══ Exercise data ══
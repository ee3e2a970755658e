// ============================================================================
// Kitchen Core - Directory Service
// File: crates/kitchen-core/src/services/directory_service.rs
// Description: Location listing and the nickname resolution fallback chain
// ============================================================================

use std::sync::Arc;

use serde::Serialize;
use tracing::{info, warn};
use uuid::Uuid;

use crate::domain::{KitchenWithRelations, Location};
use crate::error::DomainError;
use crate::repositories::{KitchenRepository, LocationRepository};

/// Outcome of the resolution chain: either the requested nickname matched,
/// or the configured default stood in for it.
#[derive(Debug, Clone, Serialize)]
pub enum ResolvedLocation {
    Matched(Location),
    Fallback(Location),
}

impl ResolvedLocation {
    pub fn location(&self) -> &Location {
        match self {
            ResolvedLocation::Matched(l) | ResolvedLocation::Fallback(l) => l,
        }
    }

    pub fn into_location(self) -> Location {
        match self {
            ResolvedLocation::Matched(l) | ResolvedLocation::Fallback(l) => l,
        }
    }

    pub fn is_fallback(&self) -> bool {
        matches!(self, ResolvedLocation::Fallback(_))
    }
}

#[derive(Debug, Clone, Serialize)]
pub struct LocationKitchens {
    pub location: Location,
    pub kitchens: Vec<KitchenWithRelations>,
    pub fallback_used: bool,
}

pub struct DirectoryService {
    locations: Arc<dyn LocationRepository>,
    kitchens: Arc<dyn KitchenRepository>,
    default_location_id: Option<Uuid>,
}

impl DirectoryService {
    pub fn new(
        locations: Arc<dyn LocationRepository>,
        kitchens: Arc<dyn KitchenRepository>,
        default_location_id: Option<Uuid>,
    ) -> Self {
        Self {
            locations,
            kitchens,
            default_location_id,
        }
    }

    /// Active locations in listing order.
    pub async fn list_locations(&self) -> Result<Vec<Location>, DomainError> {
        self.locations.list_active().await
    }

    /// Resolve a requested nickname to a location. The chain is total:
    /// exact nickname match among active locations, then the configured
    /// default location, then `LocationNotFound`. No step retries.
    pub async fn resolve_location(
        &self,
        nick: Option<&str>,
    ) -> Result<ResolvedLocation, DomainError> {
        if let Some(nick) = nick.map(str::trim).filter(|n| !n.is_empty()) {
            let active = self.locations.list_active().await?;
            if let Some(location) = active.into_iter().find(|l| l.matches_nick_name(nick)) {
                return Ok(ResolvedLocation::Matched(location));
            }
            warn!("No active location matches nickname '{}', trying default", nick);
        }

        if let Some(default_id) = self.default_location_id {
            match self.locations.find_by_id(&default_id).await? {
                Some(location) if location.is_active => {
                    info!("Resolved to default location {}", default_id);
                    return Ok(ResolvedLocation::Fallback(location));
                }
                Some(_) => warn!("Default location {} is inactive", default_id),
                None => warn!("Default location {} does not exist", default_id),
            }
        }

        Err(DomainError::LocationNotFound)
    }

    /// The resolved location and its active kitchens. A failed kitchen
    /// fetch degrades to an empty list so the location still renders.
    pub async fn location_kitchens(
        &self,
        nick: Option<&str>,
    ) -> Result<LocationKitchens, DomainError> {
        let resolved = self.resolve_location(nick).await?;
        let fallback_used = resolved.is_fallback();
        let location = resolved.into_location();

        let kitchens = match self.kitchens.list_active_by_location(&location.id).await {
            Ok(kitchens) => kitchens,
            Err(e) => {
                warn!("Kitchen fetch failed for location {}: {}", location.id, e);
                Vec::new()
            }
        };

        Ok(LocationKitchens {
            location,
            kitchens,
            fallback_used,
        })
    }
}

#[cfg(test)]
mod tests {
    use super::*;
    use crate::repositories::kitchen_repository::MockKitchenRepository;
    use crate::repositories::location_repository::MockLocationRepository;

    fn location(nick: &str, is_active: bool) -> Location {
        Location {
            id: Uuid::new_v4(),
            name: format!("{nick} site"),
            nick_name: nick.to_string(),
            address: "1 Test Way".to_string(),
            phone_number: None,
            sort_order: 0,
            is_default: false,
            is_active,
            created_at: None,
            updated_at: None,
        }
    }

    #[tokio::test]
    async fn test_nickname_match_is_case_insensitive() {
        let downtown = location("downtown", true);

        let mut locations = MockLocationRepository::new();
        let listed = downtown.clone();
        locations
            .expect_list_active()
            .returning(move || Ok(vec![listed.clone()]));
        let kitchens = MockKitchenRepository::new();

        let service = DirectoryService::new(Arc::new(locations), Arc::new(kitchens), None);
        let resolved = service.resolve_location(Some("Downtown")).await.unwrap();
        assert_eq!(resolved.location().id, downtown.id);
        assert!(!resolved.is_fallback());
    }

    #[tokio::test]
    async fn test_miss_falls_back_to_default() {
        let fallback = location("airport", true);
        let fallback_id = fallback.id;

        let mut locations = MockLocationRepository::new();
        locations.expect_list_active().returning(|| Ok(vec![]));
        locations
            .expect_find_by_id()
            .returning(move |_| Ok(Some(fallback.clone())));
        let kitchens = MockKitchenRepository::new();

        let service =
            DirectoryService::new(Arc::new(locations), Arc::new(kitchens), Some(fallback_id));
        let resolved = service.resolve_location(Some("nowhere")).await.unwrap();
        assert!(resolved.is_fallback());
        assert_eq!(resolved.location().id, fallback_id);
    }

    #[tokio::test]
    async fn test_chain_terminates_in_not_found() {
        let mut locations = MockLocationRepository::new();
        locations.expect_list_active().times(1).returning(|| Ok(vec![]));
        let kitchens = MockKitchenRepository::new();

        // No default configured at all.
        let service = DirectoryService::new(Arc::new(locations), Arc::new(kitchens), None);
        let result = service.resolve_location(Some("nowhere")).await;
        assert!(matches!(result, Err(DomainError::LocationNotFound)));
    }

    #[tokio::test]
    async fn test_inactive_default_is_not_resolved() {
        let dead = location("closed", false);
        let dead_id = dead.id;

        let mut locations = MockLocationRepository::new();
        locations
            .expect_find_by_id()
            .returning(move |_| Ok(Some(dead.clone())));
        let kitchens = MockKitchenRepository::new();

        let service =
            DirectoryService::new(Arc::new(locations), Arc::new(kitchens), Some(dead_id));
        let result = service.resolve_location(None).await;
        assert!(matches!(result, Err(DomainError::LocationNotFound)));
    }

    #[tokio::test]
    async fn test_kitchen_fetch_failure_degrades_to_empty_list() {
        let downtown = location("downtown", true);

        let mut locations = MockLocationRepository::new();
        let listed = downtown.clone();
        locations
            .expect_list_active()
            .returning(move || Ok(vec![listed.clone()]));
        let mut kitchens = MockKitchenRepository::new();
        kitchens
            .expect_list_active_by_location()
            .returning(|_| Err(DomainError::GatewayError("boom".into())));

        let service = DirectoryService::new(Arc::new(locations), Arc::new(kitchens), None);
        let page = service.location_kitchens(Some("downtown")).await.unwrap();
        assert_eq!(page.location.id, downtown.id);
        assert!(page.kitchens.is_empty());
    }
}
═══
List the lines of the entries that include "ResolvedLocation".

## Response for this exercise
pub enum ResolvedLocation {
impl ResolvedLocation {
            ResolvedLocation::Matched(l) | ResolvedLocation::Fallback(l) => l,
            ResolvedLocation::Matched(l) | ResolvedLocation::Fallback(l) => l,
        matches!(self, ResolvedLocation::Fallback(_))
    ) -> Result<ResolvedLocation, DomainError> {
                return Ok(ResolvedLocation::Matched(location));
                    return Ok(ResolvedLocation::Fallback(location));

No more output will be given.